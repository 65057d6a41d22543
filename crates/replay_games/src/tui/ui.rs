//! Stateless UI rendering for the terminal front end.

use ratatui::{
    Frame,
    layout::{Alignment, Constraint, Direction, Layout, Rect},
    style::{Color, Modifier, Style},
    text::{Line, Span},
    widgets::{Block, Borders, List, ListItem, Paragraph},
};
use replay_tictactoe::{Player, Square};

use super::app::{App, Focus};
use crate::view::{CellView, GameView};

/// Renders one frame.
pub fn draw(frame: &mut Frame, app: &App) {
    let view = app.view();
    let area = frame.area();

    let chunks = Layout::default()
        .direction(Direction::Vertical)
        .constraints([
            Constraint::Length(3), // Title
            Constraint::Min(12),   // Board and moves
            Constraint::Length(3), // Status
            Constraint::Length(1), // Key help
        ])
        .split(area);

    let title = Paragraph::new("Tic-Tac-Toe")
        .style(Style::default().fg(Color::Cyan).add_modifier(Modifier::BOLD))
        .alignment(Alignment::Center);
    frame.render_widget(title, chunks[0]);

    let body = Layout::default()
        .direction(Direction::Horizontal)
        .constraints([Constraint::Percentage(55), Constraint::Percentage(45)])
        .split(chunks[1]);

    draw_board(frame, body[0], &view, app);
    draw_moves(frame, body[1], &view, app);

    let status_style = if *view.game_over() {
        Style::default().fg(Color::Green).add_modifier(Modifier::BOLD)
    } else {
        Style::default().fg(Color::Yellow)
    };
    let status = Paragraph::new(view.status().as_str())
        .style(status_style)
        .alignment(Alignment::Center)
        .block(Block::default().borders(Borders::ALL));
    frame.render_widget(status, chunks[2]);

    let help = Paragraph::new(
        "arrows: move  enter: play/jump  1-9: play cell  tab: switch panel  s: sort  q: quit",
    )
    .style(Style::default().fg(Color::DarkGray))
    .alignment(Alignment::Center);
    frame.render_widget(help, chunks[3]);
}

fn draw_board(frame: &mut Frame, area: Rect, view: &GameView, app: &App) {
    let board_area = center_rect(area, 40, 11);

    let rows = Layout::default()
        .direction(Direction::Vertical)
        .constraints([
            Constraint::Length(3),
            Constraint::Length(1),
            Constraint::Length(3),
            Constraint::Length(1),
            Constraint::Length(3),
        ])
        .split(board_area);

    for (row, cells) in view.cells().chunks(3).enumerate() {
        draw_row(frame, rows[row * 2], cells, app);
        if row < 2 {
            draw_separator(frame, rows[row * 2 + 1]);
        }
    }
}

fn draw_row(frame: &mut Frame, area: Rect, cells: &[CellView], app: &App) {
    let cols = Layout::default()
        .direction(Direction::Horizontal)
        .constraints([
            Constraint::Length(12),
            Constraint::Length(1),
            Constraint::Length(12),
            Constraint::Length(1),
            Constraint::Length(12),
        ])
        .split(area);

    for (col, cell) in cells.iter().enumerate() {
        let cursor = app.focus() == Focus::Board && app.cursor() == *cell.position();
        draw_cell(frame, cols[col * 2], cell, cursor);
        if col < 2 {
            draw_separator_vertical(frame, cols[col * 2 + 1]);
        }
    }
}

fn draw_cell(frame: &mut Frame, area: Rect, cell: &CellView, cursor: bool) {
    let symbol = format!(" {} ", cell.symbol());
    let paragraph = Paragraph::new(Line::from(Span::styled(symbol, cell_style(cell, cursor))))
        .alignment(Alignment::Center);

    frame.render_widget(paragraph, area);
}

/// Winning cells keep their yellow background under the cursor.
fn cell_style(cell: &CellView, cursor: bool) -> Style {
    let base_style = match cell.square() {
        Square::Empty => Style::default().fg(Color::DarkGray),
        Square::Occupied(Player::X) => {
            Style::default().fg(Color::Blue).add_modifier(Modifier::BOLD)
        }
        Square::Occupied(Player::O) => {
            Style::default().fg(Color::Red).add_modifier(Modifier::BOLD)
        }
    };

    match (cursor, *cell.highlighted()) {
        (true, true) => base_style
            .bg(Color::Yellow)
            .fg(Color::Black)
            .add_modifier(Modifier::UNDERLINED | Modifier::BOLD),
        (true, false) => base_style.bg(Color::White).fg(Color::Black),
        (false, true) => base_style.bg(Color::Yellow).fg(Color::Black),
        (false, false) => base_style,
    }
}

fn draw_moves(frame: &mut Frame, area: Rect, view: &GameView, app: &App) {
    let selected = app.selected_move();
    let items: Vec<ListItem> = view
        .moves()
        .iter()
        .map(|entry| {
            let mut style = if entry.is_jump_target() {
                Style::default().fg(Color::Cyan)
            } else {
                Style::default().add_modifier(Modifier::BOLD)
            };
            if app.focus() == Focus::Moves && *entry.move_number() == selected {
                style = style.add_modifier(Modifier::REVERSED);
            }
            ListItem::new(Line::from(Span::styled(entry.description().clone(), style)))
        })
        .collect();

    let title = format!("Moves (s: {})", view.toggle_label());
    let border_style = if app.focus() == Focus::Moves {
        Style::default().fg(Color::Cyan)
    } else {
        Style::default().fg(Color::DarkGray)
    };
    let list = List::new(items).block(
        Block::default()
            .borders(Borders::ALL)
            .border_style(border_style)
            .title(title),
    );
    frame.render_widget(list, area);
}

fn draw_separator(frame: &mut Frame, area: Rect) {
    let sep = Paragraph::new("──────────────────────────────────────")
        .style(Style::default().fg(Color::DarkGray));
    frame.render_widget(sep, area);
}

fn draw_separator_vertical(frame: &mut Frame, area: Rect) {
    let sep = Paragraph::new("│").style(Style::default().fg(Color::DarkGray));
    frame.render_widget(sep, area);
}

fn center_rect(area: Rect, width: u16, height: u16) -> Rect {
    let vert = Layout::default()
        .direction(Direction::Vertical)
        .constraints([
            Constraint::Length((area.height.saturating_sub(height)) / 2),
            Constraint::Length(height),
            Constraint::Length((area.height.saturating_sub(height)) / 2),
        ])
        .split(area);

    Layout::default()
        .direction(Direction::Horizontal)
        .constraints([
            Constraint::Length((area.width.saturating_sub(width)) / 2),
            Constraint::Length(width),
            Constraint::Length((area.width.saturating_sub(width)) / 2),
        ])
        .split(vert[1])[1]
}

§ Prompt
Please restate the preceding entries word for word.

§ Exercise answer
repository 65057d6a41d22543
filename crates/replay_games/src/tui/ui.rs
//! Stateless UI rendering for the terminal front end.

use ratatui::{
    Frame,
    layout::{Alignment, Constraint, Direction, Layout, Rect},
    style::{Color, Modifier, Style},
    text::{Line, Span},
    widgets::{Block, Borders, List, ListItem, Paragraph},
};
use replay_tictactoe::{Player, Square};

use super::app::{App, Focus};
use crate::view::{CellView, GameView};

/// Renders one frame.
pub fn draw(frame: &mut Frame, app: &App) {
    let view = app.view();
    let area = frame.area();

    let chunks = Layout::default()
        .direction(Direction::Vertical)
        .constraints([
            Constraint::Length(3), // Title
            Constraint::Min(12),   // Board and moves
            Constraint::Length(3), // Status
            Constraint::Length(1), // Key help
        ])
        .split(area);

    let title = Paragraph::new("Tic-Tac-Toe")
        .style(Style::default().fg(Color::Cyan).add_modifier(Modifier::BOLD))
        .alignment(Alignment::Center);
    frame.render_widget(title, chunks[0]);

    let body = Layout::default()
        .direction(Direction::Horizontal)
        .constraints([Constraint::Percentage(55), Constraint::Percentage(45)])
        .split(chunks[1]);

    draw_board(frame, body[0], &view, app);
    draw_moves(frame, body[1], &view, app);

    let status_style = if *view.game_over() {
        Style::default().fg(Color::Green).add_modifier(Modifier::BOLD)
    } else {
        Style::default().fg(Color::Yellow)
    };
    let status = Paragraph::new(view.status().as_str())
        .style(status_style)
        .alignment(Alignment::Center)
        .block(Block::default().borders(Borders::ALL));
    frame.render_widget(status, chunks[2]);

    let help = Paragraph::new(
        "arrows: move  enter: play/jump  1-9: play cell  tab: switch panel  s: sort  q: quit",
    )
    .style(Style::default().fg(Color::DarkGray))
    .alignment(Alignment::Center);
    frame.render_widget(help, chunks[3]);
}

fn draw_board(frame: &mut Frame, area: Rect, view: &GameView, app: &App) {
    let board_area = center_rect(area, 40, 11);

    let rows = Layout::default()
        .direction(Direction::Vertical)
        .constraints([
            Constraint::Length(3),
            Constraint::Length(1),
            Constraint::Length(3),
            Constraint::Length(1),
            Constraint::Length(3),
        ])
        .split(board_area);

    for (row, cells) in view.cells().chunks(3).enumerate() {
        draw_row(frame, rows[row * 2], cells, app);
        if row < 2 {
            draw_separator(frame, rows[row * 2 + 1]);
        }
    }
}

fn draw_row(frame: &mut Frame, area: Rect, cells: &[CellView], app: &App) {
    let cols = Layout::default()
        .direction(Direction::Horizontal)
        .constraints([
            Constraint::Length(12),
            Constraint::Length(1),
            Constraint::Length(12),
            Constraint::Length(1),
            Constraint::Length(12),
        ])
        .split(area);

    for (col, cell) in cells.iter().enumerate() {
        let cursor = app.focus() == Focus::Board && app.cursor() == *cell.position();
        draw_cell(frame, cols[col * 2], cell, cursor);
        if col < 2 {
            draw_separator_vertical(frame, cols[col * 2 + 1]);
        }
    }
}

fn draw_cell(frame: &mut Frame, area: Rect, cell: &CellView, cursor: bool) {
    let symbol = format!(" {} ", cell.symbol());
    let paragraph = Paragraph::new(Line::from(Span::styled(symbol, cell_style(cell, cursor))))
        .alignment(Alignment::Center);

    frame.render_widget(paragraph, area);
}

/// Winning cells keep their yellow background under the cursor.
fn cell_style(cell: &CellView, cursor: bool) -> Style {
    let base_style = match cell.square() {
        Square::Empty => Style::default().fg(Color::DarkGray),
        Square::Occupied(Player::X) => {
            Style::default().fg(Color::Blue).add_modifier(Modifier::BOLD)
        }
        Square::Occupied(Player::O) => {
            Style::default().fg(Color::Red).add_modifier(Modifier::BOLD)
        }
    };

    match (cursor, *cell.highlighted()) {
        (true, true) => base_style
            .bg(Color::Yellow)
            .fg(Color::Black)
            .add_modifier(Modifier::UNDERLINED | Modifier::BOLD),
        (true, false) => base_style.bg(Color::White).fg(Color::Black),
        (false, true) => base_style.bg(Color::Yellow).fg(Color::Black),
        (false, false) => base_style,
    }
}

fn draw_moves(frame: &mut Frame, area: Rect, view: &GameView, app: &App) {
    let selected = app.selected_move();
    let items: Vec<ListItem> = view
        .moves()
        .iter()
        .map(|entry| {
            let mut style = if entry.is_jump_target() {
                Style::default().fg(Color::Cyan)
            } else {
                Style::default().add_modifier(Modifier::BOLD)
            };
            if app.focus() == Focus::Moves && *entry.move_number() == selected {
                style = style.add_modifier(Modifier::REVERSED);
            }
            ListItem::new(Line::from(Span::styled(entry.description().clone(), style)))
        })
        .collect();

    let title = format!("Moves (s: {})", view.toggle_label());
    let border_style = if app.focus() == Focus::Moves {
        Style::default().fg(Color::Cyan)
    } else {
        Style::default().fg(Color::DarkGray)
    };
    let list = List::new(items).block(
        Block::default()
            .borders(Borders::ALL)
            .border_style(border_style)
            .title(title),
    );
    frame.render_widget(list, area);
}

fn draw_separator(frame: &mut Frame, area: Rect) {
    let sep = Paragraph::new("──────────────────────────────────────")
        .style(Style::default().fg(Color::DarkGray));
    frame.render_widget(sep, area);
}

fn draw_separator_vertical(frame: &mut Frame, area: Rect) {
    let sep = Paragraph::new("│").style(Style::default().fg(Color::DarkGray));
    frame.render_widget(sep, area);
}

fn center_rect(area: Rect, width: u16, height: u16) -> Rect {
    let vert = Layout::default()
        .direction(Direction::Vertical)
        .constraints([
            Constraint::Length((area.height.saturating_sub(height)) / 2),
            Constraint::Length(height),
            Constraint::Length((area.height.saturating_sub(height)) / 2),
        ])
        .split(area);

    Layout::default()
        .direction(Direction::Horizontal)
        .constraints([
            Constraint::Length((area.width.saturating_sub(width)) / 2),
            Constraint::Length(width),
            Constraint::Length((area.width.saturating_sub(width)) / 2),
        ])
        .split(vert[1])[1]
}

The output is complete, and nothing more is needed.